The words active and passive are used in several seemingly-conflicting ways in the context of automobile safety. At the most basic level, the terms apply to the vehicle occupant’s involvement in the function of the safety device or system:
- Active: safety devices and systems are those which the vehicle occupant must act to make functional, as for example by fastening a seat belt.
- Passive: safety devices and systems are those which operate without any input or action from the vehicle occupant.An example is active head restraints, which move to a position optimal for preventing neck injury when a collision is imminent.
Crash avoidance
Crash avoidance systems and devices help the driver to avoid a collision. This category includes:
- The vehicle’s headlamps, reflectors, and other lights and signals
- The vehicle’s mirrors
- The vehicle’s brakes, steering, and suspension systems
Driver assistance
A subset of crash avoidance is driver assistance systems, which help the driver to detect ordinarily-hidden obstacles and to control the vehicle. Driver assistance systems include:
- Traction control systems which restore traction if driven wheels begin to spin
- Tire pressure monitoring systems or Deflation Detection Systems
- Reverse backup sensors, which alert drivers to difficult to see objects in their path when reversing
- Electronic Stability Control, which intervenes to avert an impending loss of control
- Lane departure warning systems to alert the driver of an unintended departure from the intended lane of travel
- Adaptive cruise control which maintains a safe distance from the vehicle in front
- Anti-lock braking systems
- Electronic brakeforce distribution systems
- Cornering Brake Control systems
- Emergency brake assist systems
- Forward Collision Warning Systems
- Dynamic Brake Control systems
Crashworthiness
Crashworthiness systems and devices prevent or reduce the severity of injuries when a crash is imminent or actually happening. Much research is carried out using anthropomorphic crash test dummies.
- Seatbelts limit the forward motion of an occupant, stretch to slow down the occupant’s deceleration in a crash, and prevent occupants being ejected from the vehicle.
- Airbags inflate to cushion the impact of a vehicle occupant with various parts of the vehicle’s interior.
- Laminated windshields remain in one piece when impacted, preventing penetration of unbelted occupants’ heads and maintaining a minimal but adequate transparency for control of the car immediately following a collision. tempered glass side and rear windows break into granules with minimally sharp edges, rather than splintering into jagged fragments as ordinary glass does.
- Crumple zones absorb and dissipate the energy of a collision, displacing and diverting it away from the passenger compartment and reducing the impact force on the vehicle occupants.
- Side impact protection beams.
- Collapsible steering columns reduce the risk and severity of driver impalement on the column in a frontal crash.

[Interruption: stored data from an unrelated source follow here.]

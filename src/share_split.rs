//! Share interleaving for masked PDI/SDI test-vector files
//!
//! A masked core reads each logical bus word as `num_shares` consecutive
//! physical words. Driving those shares back-to-back correlates adjacent bus
//! cycles that belong to the same secret, so the interleaver inserts an
//! all-zero spacer word after every share except the last one of each run.
//! The spacer rule uses the absolute word position over the whole stream,
//! `(pos + 1) % num_shares`, and is NOT reset at record boundaries; a stream
//! whose word count is not a multiple of `num_shares` therefore gets its
//! trailing partial run padded by the same rule, which can leave a spacer
//! after the very last word. That tail behavior is kept as-is for
//! compatibility with existing shared KAT files.

use std::fs;
use std::path::{Path, PathBuf};

use anyhow::{Context, Result};
use thiserror::Error;

/// Errors for share-layout construction
#[derive(Error, Debug, Clone, PartialEq, Eq)]
pub enum LayoutError {
    #[error("bus width must be at least 4 bits, got {0}")]
    BusTooNarrow(u32),

    #[error("bus width must be a multiple of 4 bits, got {0}")]
    BusNotNibbleAligned(u32),

    #[error("share count must be at least 1")]
    NoShares,
}

/// Physical layout of a multi-share input port.
///
/// `bus_width` is the width of one share word in bits; `num_shares` is the
/// number of shares per logical word (masking order + 1).
#[derive(Debug, Clone, Copy, PartialEq, Eq)]
pub struct ShareLayout {
    bus_width: u32,
    num_shares: u32,
}

impl ShareLayout {
    /// Create a validated layout.
    pub fn new(bus_width: u32, num_shares: u32) -> Result<Self, LayoutError> {
        if bus_width < 4 {
            return Err(LayoutError::BusTooNarrow(bus_width));
        }
        if bus_width % 4 != 0 {
            return Err(LayoutError::BusNotNibbleAligned(bus_width));
        }
        if num_shares == 0 {
            return Err(LayoutError::NoShares);
        }
        Ok(Self {
            bus_width,
            num_shares,
        })
    }

    /// Width of one bus word in hex digits.
    pub fn word_width(&self) -> usize {
        (self.bus_width / 4) as usize
    }

    /// Number of shares per logical word.
    pub fn num_shares(&self) -> u32 {
        self.num_shares
    }

    /// Rewrite a flat hex word stream into the physical bus layout,
    /// inserting one all-zero spacer word after every word whose absolute
    /// position `pos` satisfies `(pos + 1) % num_shares != 0`.
    ///
    /// The input is chunked into words of [`Self::word_width`] hex digits in
    /// original order; a trailing partial word keeps its shorter length but
    /// still gets a full-width spacer if the position rule asks for one.
    /// Payloads are not validated as hexadecimal; whatever is in the line
    /// flows through the same chunking.
    pub fn interleave(&self, data: &str) -> String {
        let width = self.word_width();
        let shares = self.num_shares as usize;
        let zero_word = "0".repeat(width);
        let chars: Vec<char> = data.chars().collect();

        let mut out = String::with_capacity(data.len() * 2);
        for (pos, word) in chars.chunks(width).enumerate() {
            out.extend(word.iter());
            if (pos + 1) % shares != 0 {
                out.push_str(&zero_word);
            }
        }
        out
    }

    /// Apply [`Self::interleave`] to every recognized line of a test-vector
    /// file body, passing all other lines through unchanged.
    pub fn split_text(&self, input: &str) -> String {
        let mut out = String::with_capacity(input.len() * 2);
        for piece in input.split_inclusive('\n') {
            let line = piece.strip_suffix('\n').unwrap_or(piece);
            match VectorLine::parse(line) {
                VectorLine::Tagged { key, value } => {
                    out.push_str(key.as_str());
                    out.push_str(" = ");
                    out.push_str(&self.interleave(value));
                    out.push('\n');
                }
                VectorLine::Other(_) => out.push_str(piece),
            }
        }
        out
    }

    /// Transform `path` and write the result next to it as
    /// `split_<file name>`. Returns the output path.
    pub fn split_file(&self, path: &Path) -> Result<PathBuf> {
        let name = path
            .file_name()
            .with_context(|| format!("{} has no file name", path.display()))?;
        let mut out_name = std::ffi::OsString::from("split_");
        out_name.push(name);
        let out_path = path.with_file_name(out_name);

        let input = fs::read_to_string(path)
            .with_context(|| format!("failed to read {}", path.display()))?;
        fs::write(&out_path, self.split_text(&input))
            .with_context(|| format!("failed to write {}", out_path.display()))?;
        Ok(out_path)
    }
}

/// Segment keys whose payload is bus data and must be interleaved.
#[derive(Debug, Clone, Copy, PartialEq, Eq)]
enum SegmentKey {
    Ins,
    Hdr,
    Dat,
}

impl SegmentKey {
    fn from_tag(tag: &str) -> Option<Self> {
        match tag {
            "INS" => Some(Self::Ins),
            "HDR" => Some(Self::Hdr),
            "DAT" => Some(Self::Dat),
            _ => None,
        }
    }

    fn as_str(self) -> &'static str {
        match self {
            Self::Ins => "INS",
            Self::Hdr => "HDR",
            Self::Dat => "DAT",
        }
    }
}

/// One line of a test-vector file, parsed into a tagged record before any
/// dispatch happens.
#[derive(Debug, PartialEq, Eq)]
enum VectorLine<'a> {
    /// `KEY = <payload>` with a recognized key.
    Tagged { key: SegmentKey, value: &'a str },
    /// Anything else: comments, status lines, blank lines.
    Other(&'a str),
}

impl<'a> VectorLine<'a> {
    fn parse(line: &'a str) -> Self {
        if let Some((tag, value)) = line.split_once('=') {
            if let Some(key) = SegmentKey::from_tag(tag.trim()) {
                return VectorLine::Tagged {
                    key,
                    value: value.trim(),
                };
            }
        }
        VectorLine::Other(line)
    }
}
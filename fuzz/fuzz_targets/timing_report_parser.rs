#![no_main]

use libfuzzer_sys::fuzz_target;
use lwcbench::timing_report::TimingReport;

fuzz_target!(|data: &[u8]| {
    // Malformed reports must come back as errors, never as panics
    if let Ok(input) = std::str::from_utf8(data) {
        let _ = TimingReport::parse(input);
    }
});
pub mod comparator;
pub mod engine;
pub mod events;
pub mod hasher;
pub mod inventory;
pub mod scanner;
pub mod state;

pub use comparator::{diff, ActionSummary, EditScript};
pub use engine::{run_with_config, AppliedResult, SyncConfig, SyncEngine, SyncReport};
pub use events::{EventSink, SyncEvent};
pub use hasher::{hash_file, hash_reader};
pub use inventory::{Entry, Inventory, FORMAT_VERSION};
pub use scanner::{FileScanner, FilterRules, ScanConfig};
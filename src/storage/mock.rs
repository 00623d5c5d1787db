//! 内存中的假远程存储，用于测试
//!
//! 记录每一次操作，并可以让指定操作失败。

use super::{TransferClient, TransferError};
use async_trait::async_trait;
use std::collections::{BTreeMap, BTreeSet, HashMap};
use std::path::Path;
use std::sync::{Arc, Mutex};

/// 假远程存储
///
/// 克隆出来的实例共享同一份状态，测试可以在同步结束后检查。
#[derive(Debug, Clone, Default)]
pub struct MockClient {
    inner: Arc<Mutex<MockInner>>,
}

#[derive(Debug, Default)]
struct MockInner {
    cwd: Vec<String>,
    files: BTreeMap<String, Vec<u8>>,
    dirs: BTreeSet<String>,
    ops: Vec<String>,
    /// 操作名 + 路径 -> 错误信息
    failures: HashMap<String, String>,
    /// 删除非空目录时报错
    strict_rmdir: bool,
    closed: bool,
}

impl MockInner {
    fn resolve(&self, path: &str) -> String {
        let mut parts = self.cwd.clone();
        parts.extend(path.split('/').filter(|s| !s.is_empty()).map(String::from));
        parts.join("/")
    }

    fn check_failure(&mut self, op: &str, path: &str) -> Result<(), TransferError> {
        match self.failures.remove(&format!("{} {}", op, path)) {
            Some(message) => Err(TransferError::Other(message)),
            None => Ok(()),
        }
    }

    fn has_children(&self, dir: &str) -> bool {
        let prefix = format!("{}/", dir);
        self.files.keys().any(|p| p.starts_with(&prefix))
            || self.dirs.iter().any(|p| p.starts_with(&prefix))
    }
}

impl MockClient {
    pub fn new() -> Self {
        Self::default()
    }

    /// 删除非空目录时返回错误（模拟 FTP 的 RMD）
    pub fn with_strict_rmdir(self) -> Self {
        self.inner.lock().unwrap().strict_rmdir = true;
        self
    }

    /// 预置远程文件
    pub fn put_file(&self, path: &str, data: &[u8]) {
        let mut inner = self.inner.lock().unwrap();
        inner.files.insert(path.to_string(), data.to_vec());
    }

    /// 预置远程目录
    pub fn put_dir(&self, path: &str) {
        let mut inner = self.inner.lock().unwrap();
        inner.dirs.insert(path.to_string());
    }

    /// 让下一次 `op`（"mkdir" / "put" / "get" / "rm" / "rmdir" / "wipe"）
    /// 作用在 `path` 上时失败
    pub fn fail_on(&self, op: &str, path: &str, message: &str) {
        let mut inner = self.inner.lock().unwrap();
        inner
            .failures
            .insert(format!("{} {}", op, path), message.to_string());
    }

    pub fn file(&self, path: &str) -> Option<Vec<u8>> {
        self.inner.lock().unwrap().files.get(path).cloned()
    }

    pub fn files(&self) -> Vec<String> {
        self.inner.lock().unwrap().files.keys().cloned().collect()
    }

    pub fn dirs(&self) -> Vec<String> {
        self.inner.lock().unwrap().dirs.iter().cloned().collect()
    }

    /// 所有执行过的操作，如 "mkdir a/b"、"put a/b/c.txt"、"cdup"
    pub fn ops(&self) -> Vec<String> {
        self.inner.lock().unwrap().ops.clone()
    }

    /// 只包含修改远程内容的操作
    pub fn mutations(&self) -> Vec<String> {
        self.ops()
            .into_iter()
            .filter(|op| !op.starts_with("cd") && !op.starts_with("get") && op != "close")
            .collect()
    }

    /// 当前目录（以 `/` 连接）
    pub fn cwd(&self) -> String {
        self.inner.lock().unwrap().cwd.join("/")
    }

    pub fn is_closed(&self) -> bool {
        self.inner.lock().unwrap().closed
    }
}

#[async_trait]
impl TransferClient for MockClient {
    async fn ensure_dir(&mut self, path: &str) -> Result<(), TransferError> {
        let mut inner = self.inner.lock().unwrap();
        let full = inner.resolve(path);
        inner.check_failure("mkdir", &full)?;

        let mut current = String::new();
        for part in full.split('/').filter(|s| !s.is_empty()) {
            if !current.is_empty() {
                current.push('/');
            }
            current.push_str(part);
            if inner.files.contains_key(&current) {
                return Err(TransferError::Other(format!("{} is a file", current)));
            }
            inner.dirs.insert(current.clone());
        }

        inner.ops.push(format!("mkdir {}", full));
        inner.cwd = full
            .split('/')
            .filter(|s| !s.is_empty())
            .map(String::from)
            .collect();
        inner.ops.push(format!("cd {}", full));
        Ok(())
    }

    async fn upload_file(
        &mut self,
        local_path: &Path,
        remote_name: &str,
    ) -> Result<(), TransferError> {
        let data = tokio::fs::read(local_path)
            .await
            .map_err(|source| TransferError::Local {
                path: local_path.display().to_string(),
                source,
            })?;

        let mut inner = self.inner.lock().unwrap();
        let full = inner.resolve(remote_name);
        inner.check_failure("put", &full)?;
        if inner.dirs.contains(&full) {
            return Err(TransferError::Other(format!("{} is a directory", full)));
        }
        inner.files.insert(full.clone(), data);
        inner.ops.push(format!("put {}", full));
        Ok(())
    }

    async fn download_to_memory(&mut self, remote_path: &str) -> Result<Vec<u8>, TransferError> {
        let mut inner = self.inner.lock().unwrap();
        let full = inner.resolve(remote_path);
        inner.ops.push(format!("get {}", full));
        inner.check_failure("get", &full)?;
        inner
            .files
            .get(&full)
            .cloned()
            .ok_or(TransferError::NotFound(full))
    }

    async fn remove_file(&mut self, remote_path: &str) -> Result<(), TransferError> {
        let mut inner = self.inner.lock().unwrap();
        let full = inner.resolve(remote_path);
        inner.check_failure("rm", &full)?;
        if inner.files.remove(&full).is_none() {
            return Err(TransferError::NotFound(full));
        }
        inner.ops.push(format!("rm {}", full));
        Ok(())
    }

    async fn remove_dir(&mut self, remote_path: &str) -> Result<(), TransferError> {
        let mut inner = self.inner.lock().unwrap();
        let full = inner.resolve(remote_path);
        inner.check_failure("rmdir", &full)?;
        if !inner.dirs.contains(&full) {
            return Err(TransferError::NotFound(full));
        }
        if inner.strict_rmdir && inner.has_children(&full) {
            return Err(TransferError::Other(format!("{} is not empty", full)));
        }
        let prefix = format!("{}/", full);
        inner.files.retain(|p, _| !p.starts_with(&prefix));
        inner.dirs.retain(|p| p != &full && !p.starts_with(&prefix));
        inner.ops.push(format!("rmdir {}", full));
        Ok(())
    }

    async fn change_to_parent(&mut self) -> Result<(), TransferError> {
        let mut inner = self.inner.lock().unwrap();
        inner.cwd.pop();
        inner.ops.push("cdup".to_string());
        Ok(())
    }

    async fn wipe_root(&mut self) -> Result<(), TransferError> {
        let mut inner = self.inner.lock().unwrap();
        inner.check_failure("wipe", "")?;
        inner.files.clear();
        inner.dirs.clear();
        inner.cwd.clear();
        inner.ops.push("wipe".to_string());
        Ok(())
    }

    async fn close(&mut self) -> Result<(), TransferError> {
        let mut inner = self.inner.lock().unwrap();
        inner.closed = true;
        inner.ops.push("close".to_string());
        Ok(())
    }

    fn name(&self) -> &str {
        "mock"
    }
}

#[cfg(test)]
mod tests {
    use super::*;

    #[tokio::test]
    async fn test_cursor_relative_paths() {
        let dir = tempfile::tempdir().unwrap();
        let local = dir.path().join("c.txt");
        std::fs::write(&local, b"data").unwrap();

        let mut client = MockClient::new();
        client.ensure_dir("a/b").await.unwrap();
        client.upload_file(&local, "c.txt").await.unwrap();
        client.change_to_parent().await.unwrap();
        client.change_to_parent().await.unwrap();

        assert_eq!(client.cwd(), "");
        assert_eq!(client.file("a/b/c.txt"), Some(b"data".to_vec()));
        assert_eq!(client.dirs(), vec!["a", "a/b"]);
    }

    #[tokio::test]
    async fn test_missing_paths_are_not_found() {
        let mut client = MockClient::new();
        assert!(client.remove_file("x").await.unwrap_err().is_not_found());
        assert!(client.remove_dir("d").await.unwrap_err().is_not_found());
        assert!(client.download_to_memory("s.json").await.unwrap_err().is_not_found());
    }

    #[tokio::test]
    async fn test_strict_rmdir_refuses_non_empty() {
        let mut client = MockClient::new().with_strict_rmdir();
        client.put_dir("d");
        client.put_file("d/f", b"1");

        let err = client.remove_dir("d").await.unwrap_err();
        assert!(!err.is_not_found());

        client.remove_file("d/f").await.unwrap();
        client.remove_dir("d").await.unwrap();
        assert!(client.dirs().is_empty());
    }

    #[tokio::test]
    async fn test_injected_failure_fires_once() {
        let mut client = MockClient::new();
        client.put_file("a", b"1");
        client.fail_on("rm", "a", "permission denied");

        assert!(client.remove_file("a").await.is_err());
        client.remove_file("a").await.unwrap();
    }
}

- pedestrian protection systems.
- Padding of the instrument panel and other interior parts of the vehicle likely to be struck by the occupants during a crash.
Pedestrian safety
Since at least the early 1970s, attention has also been given to vehicle design regarding the safety of pedestrians in car-pedestrian collisions. Proposals in Europe would require cars sold there to have a minimum/maximum hood height. From 2006 the use of fashion on 4×4s and SUVs, became illegal.
Conspicuity
A Swedish study found that pink cars are involved in the fewest accidents, with black cars being most often involved in crashes.
In Auckland New Zealand, a study found that there was a significantly lower rate of serious injury in silver cars; with higher rates in brown, black, and green cars.